◆ Task to complete:
Copy each line from the entries that the word "Result" appears in.

(Records to use Opens)

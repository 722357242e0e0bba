use crate::error::Result;
use crate::object::{Object, ObjectKind};
use crate::object_id::ObjectId;
use crate::object_write::write_object;
use crate::repository::ObjectPaths;
use std::fs;
use std::path::Path;

/// In Git, each file is stored as a *blob object*.
///
/// The blob’s raw (uncompressed) format is:
///     "blob <size>\0<content of file>"
///
/// Hashing never touches a store. `raw` is decoded as `kind` first, so a
/// malformed tree, commit or tag is rejected instead of hashed.
///
/// Example:
///   File content: "hello world\n"
///   Uncompressed form: "blob 12\0hello world\n"
///   SHA-1 hash: 3b18e512dba79e4c8300dd08aeb37f8e728b8dad
pub fn hash_object(raw: &[u8], kind: ObjectKind) -> Result<ObjectId> {
    let object = Object::deserialize(kind, raw)?;
    write_object(&object, None)
}

/// Hash the contents of `file` as a `kind` object, storing it when `store` is given.
pub fn hash_file(
    file: &Path,
    kind: ObjectKind,
    store: Option<&dyn ObjectPaths>,
) -> Result<ObjectId> {
    let raw = fs::read(file)?;
    let object = Object::deserialize(kind, &raw)?;
    write_object(&object, store)
}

(Records to use Closes)

◆ Answer below:
use crate::error::Result;
pub fn hash_object(raw: &[u8], kind: ObjectKind) -> Result<ObjectId> {
) -> Result<ObjectId> {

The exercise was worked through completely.